TASK PROMPT: Only the lines with "error" in the entries below belong in the answer; please copy them.

INPUT RECORDS:
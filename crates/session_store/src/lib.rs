//! Durable per-session state: a JSONL event log and a plan document, both
//! addressed by session identifier under `<workspace>/.agent/sessions/`.

mod error;
mod paths;
mod replay;
mod schema;
mod store;

pub use error::{LogDefect, SessionStoreError};
pub use paths::{event_log_path, plan_document_path, session_dir, session_root};
pub use replay::{ConversationHistory, HistoryItem};
pub use schema::{RecordKind, SessionHeader, SessionRecord};
pub use store::{latest_session_id, SessionLog};
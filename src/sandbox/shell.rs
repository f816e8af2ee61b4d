//! Restricted shell for plan sessions.

use std::fmt::Write as _;
use std::path::Path;
use std::process::{ExitStatus, Stdio};
use std::time::Duration;

use tokio::process::Command;

use super::Denial;

pub const MAX_OUTPUT_BYTES: usize = 100 * 1024;

/// Read-only inspection commands. Matched on whole tokens.
pub const ALLOWED_PREFIXES: &[&str] = &[
    "ls",
    "cat",
    "head",
    "tail",
    "wc",
    "pwd",
    "find",
    "grep",
    "rg",
    "tree",
    "file",
    "stat",
    "du",
    "which",
    "echo",
    "git status",
    "git log",
    "git diff",
    "git show",
    "git branch",
    "git blame",
    "git ls-files",
    "git rev-parse",
    "git remote -v",
    "npm ls",
];

/// Mutating or privileged commands. Checked before the allow list.
pub const DENIED_PREFIXES: &[&str] = &[
    "git commit",
    "git push",
    "git pull",
    "git fetch",
    "git reset",
    "git checkout",
    "git switch",
    "git restore",
    "git merge",
    "git rebase",
    "git add",
    "git rm",
    "git mv",
    "git stash",
    "git clean",
    "git tag",
    "git cherry-pick",
    "git revert",
    "git apply",
    "git am",
    "npm install",
    "npm i",
    "npm uninstall",
    "npm publish",
    "yarn add",
    "yarn install",
    "pnpm add",
    "pnpm install",
    "pip install",
    "pip uninstall",
    "cargo install",
    "cargo add",
    "cargo publish",
    "brew install",
    "apt",
    "apt-get",
    "rm",
    "rmdir",
    "mv",
    "cp",
    "chmod",
    "chown",
    "dd",
    "mkfs",
    "truncate",
    "touch",
    "mkdir",
    "ln",
    "tee",
    "sudo",
    "su",
    "doas",
];

/// `find` actions that execute, delete, or write their output to a file.
const DENIED_FIND_ACTIONS: &[&str] = &[
    "-delete", "-exec", "-execdir", "-ok", "-okdir", "-fprint", "-fprint0", "-fprintf", "-fls",
];

/// Long options that write files or run other programs, whatever the
/// command. Unambiguous abbreviations count too; git accepts them.
const DENIED_LONG_OPTIONS: &[&str] = &["--output", "--ext-diff", "--pre", "--compile"];

/// Short flags with the same effect, per command: `tree -o` writes its
/// listing, `tree -R` drops HTML files, `file -C` compiles a magic file.
const DENIED_SHORT_FLAGS: &[(&str, &[char])] = &[("tree", &['o', 'R']), ("file", &['C'])];

/// Flags under which `git branch` only lists. Positional arguments are
/// accepted as patterns only together with `--list`.
const BRANCH_LISTING_FLAGS: &[&str] = &[
    "-a",
    "--all",
    "-r",
    "--remotes",
    "-v",
    "-vv",
    "--verbose",
    "--show-current",
    "-l",
    "--list",
    "--column",
    "--no-column",
    "--color",
    "--no-color",
];

const COMPOUND_MARKERS: &[&str] = &[";", "&", "|", ">", "<", "`", "$(", "\n", "\r"];

/// Checks `command` against the restricted shell policy.
///
/// Compound syntax is rejected first, then deny prefixes, then options that
/// turn an inspection command into a writer, then allow prefixes. Anything
/// matching neither list is rejected. Quotes are stripped before matching
/// since bash strips them before the program sees its arguments.
pub fn check_command(command: &str) -> Result<(), Denial> {
    let trimmed = command.trim();
    if trimmed.is_empty() {
        return Err(Denial::new("command must not be empty"));
    }

    if let Some(marker) = COMPOUND_MARKERS.iter().find(|marker| trimmed.contains(**marker)) {
        return Err(Denial::new(format!(
            "compound commands, pipes and redirection are not allowed in plan mode (found {:?})",
            marker
        )));
    }

    let unquoted: Vec<String> = trimmed.split_whitespace().map(unquote).collect();
    let tokens: Vec<&str> = unquoted.iter().map(String::as_str).collect();

    if let Some(prefix) = DENIED_PREFIXES
        .iter()
        .find(|prefix| starts_with_tokens(&tokens, prefix))
    {
        return Err(Denial::new(format!(
            "'{prefix}' modifies the workspace or system and is not allowed in plan mode"
        )));
    }

    check_options(&tokens)?;

    if ALLOWED_PREFIXES
        .iter()
        .any(|prefix| starts_with_tokens(&tokens, prefix))
    {
        return Ok(());
    }

    Err(Denial::new(format!(
        "'{}' is not on the plan-mode allow list of read-only commands",
        tokens.first().copied().unwrap_or_default()
    )))
}

fn check_options(tokens: &[&str]) -> Result<(), Denial> {
    let Some((&program, args)) = tokens.split_first() else {
        return Ok(());
    };
    let short_flags = DENIED_SHORT_FLAGS
        .iter()
        .find(|(name, _)| *name == program)
        .map_or(&[][..], |(_, flags)| *flags);

    for &arg in args {
        if let Some(option) = denied_long_option(arg) {
            return Err(Denial::new(format!(
                "'{option}' writes files or runs other programs and is not allowed in plan mode"
            )));
        }
        let is_short_cluster = arg.len() > 1 && arg.starts_with('-') && !arg.starts_with("--");
        if is_short_cluster && arg.chars().skip(1).any(|flag| short_flags.contains(&flag)) {
            return Err(Denial::new(format!(
                "'{program} {arg}' writes files and is not allowed in plan mode"
            )));
        }
        if program == "find" && DENIED_FIND_ACTIONS.contains(&arg) {
            return Err(Denial::new(format!(
                "find action '{arg}' is not allowed in plan mode"
            )));
        }
    }

    if starts_with_tokens(tokens, "git branch") {
        check_branch_listing(&tokens[2..])?;
    }
    if starts_with_tokens(tokens, "git remote")
        && !tokens[2..].iter().all(|arg| matches!(*arg, "-v" | "--verbose"))
    {
        return Err(Denial::new("only 'git remote -v' is allowed in plan mode"));
    }
    Ok(())
}

/// Returns the denied long option `arg` spells out or abbreviates.
fn denied_long_option(arg: &str) -> Option<&'static str> {
    if !arg.starts_with("--") {
        return None;
    }
    let name = arg.split('=').next().unwrap_or(arg);
    DENIED_LONG_OPTIONS
        .iter()
        .copied()
        .find(|option| *option == name || (name.len() >= 4 && option.starts_with(name)))
}

fn check_branch_listing(args: &[&str]) -> Result<(), Denial> {
    let listing = args.iter().any(|arg| matches!(*arg, "-l" | "--list"));
    for &arg in args {
        let allowed = if arg.starts_with('-') {
            let name = arg.split('=').next().unwrap_or(arg);
            BRANCH_LISTING_FLAGS.contains(&name)
        } else {
            listing
        };
        if !allowed {
            return Err(Denial::new(format!(
                "only listing forms of 'git branch' are allowed in plan mode (found '{arg}')"
            )));
        }
    }
    Ok(())
}

fn unquote(token: &str) -> String {
    token
        .chars()
        .filter(|ch| !matches!(ch, '\'' | '"' | '\\'))
        .collect()
}

fn starts_with_tokens(tokens: &[&str], prefix: &str) -> bool {
    let prefix_tokens: Vec<&str> = prefix.split_whitespace().collect();
    tokens.len() >= prefix_tokens.len()
        && tokens
            .iter()
            .zip(prefix_tokens.iter())
            .all(|(token, expected)| token == expected)
}

/// Output of one restricted shell run.
#[derive(Debug, Clone, PartialEq, Eq)]
pub struct ShellOutput {
    pub ok: bool,
    pub content: String,
}

/// Runs an already-checked command in `cwd` with a hard timeout.
pub async fn run_command(command: &str, cwd: &Path, timeout: Duration) -> ShellOutput {
    let child = Command::new("bash")
        .arg("-c")
        .arg(command)
        .current_dir(cwd)
        .stdin(Stdio::null())
        .stdout(Stdio::piped())
        .stderr(Stdio::piped())
        .kill_on_drop(true)
        .spawn();

    let child = match child {
        Ok(child) => child,
        Err(error) => {
            return ShellOutput {
                ok: false,
                content: format!("Failed to launch bash command: {error}"),
            };
        }
    };

    let output = match tokio::time::timeout(timeout, child.wait_with_output()).await {
        Ok(Ok(output)) => output,
        Ok(Err(error)) => {
            return ShellOutput {
                ok: false,
                content: format!("Failed waiting for bash command: {error}"),
            };
        }
        Err(_) => {
            return ShellOutput {
                ok: false,
                content: format!("status: timeout after {}s", timeout.as_secs()),
            };
        }
    };

    let mut content = String::new();
    let _ = write!(
        content,
        "status: {}\nstdout:\n{}\nstderr:\n{}",
        format_exit_status(output.status),
        String::from_utf8_lossy(&output.stdout),
        String::from_utf8_lossy(&output.stderr)
    );

    ShellOutput {
        ok: output.status.success(),
        content: truncate_to_byte_limit(content, MAX_OUTPUT_BYTES),
    }
}

pub(crate) fn truncate_to_byte_limit(content: String, max_bytes: usize) -> String {
    if content.len() <= max_bytes {
        return content;
    }

    let mut cutoff = max_bytes.min(content.len());
    while cutoff > 0 && !content.is_char_boundary(cutoff) {
        cutoff -= 1;
    }

    let mut truncated = content[..cutoff].to_string();
    truncated.push_str("\n[truncated]");
    truncated
}

fn format_exit_status(status: ExitStatus) -> String {
    match status.code() {
        Some(code) => format!("exit_code={code}"),
        None => "exit_code=terminated_by_signal".to_string(),
    }
}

THE ANSWER:
mod error;
pub use error::{LogDefect, SessionStoreError};
        Err(error) => {
                content: format!("Failed to launch bash command: {error}"),
        Ok(Err(error)) => {
                content: format!("Failed waiting for bash command: {error}"),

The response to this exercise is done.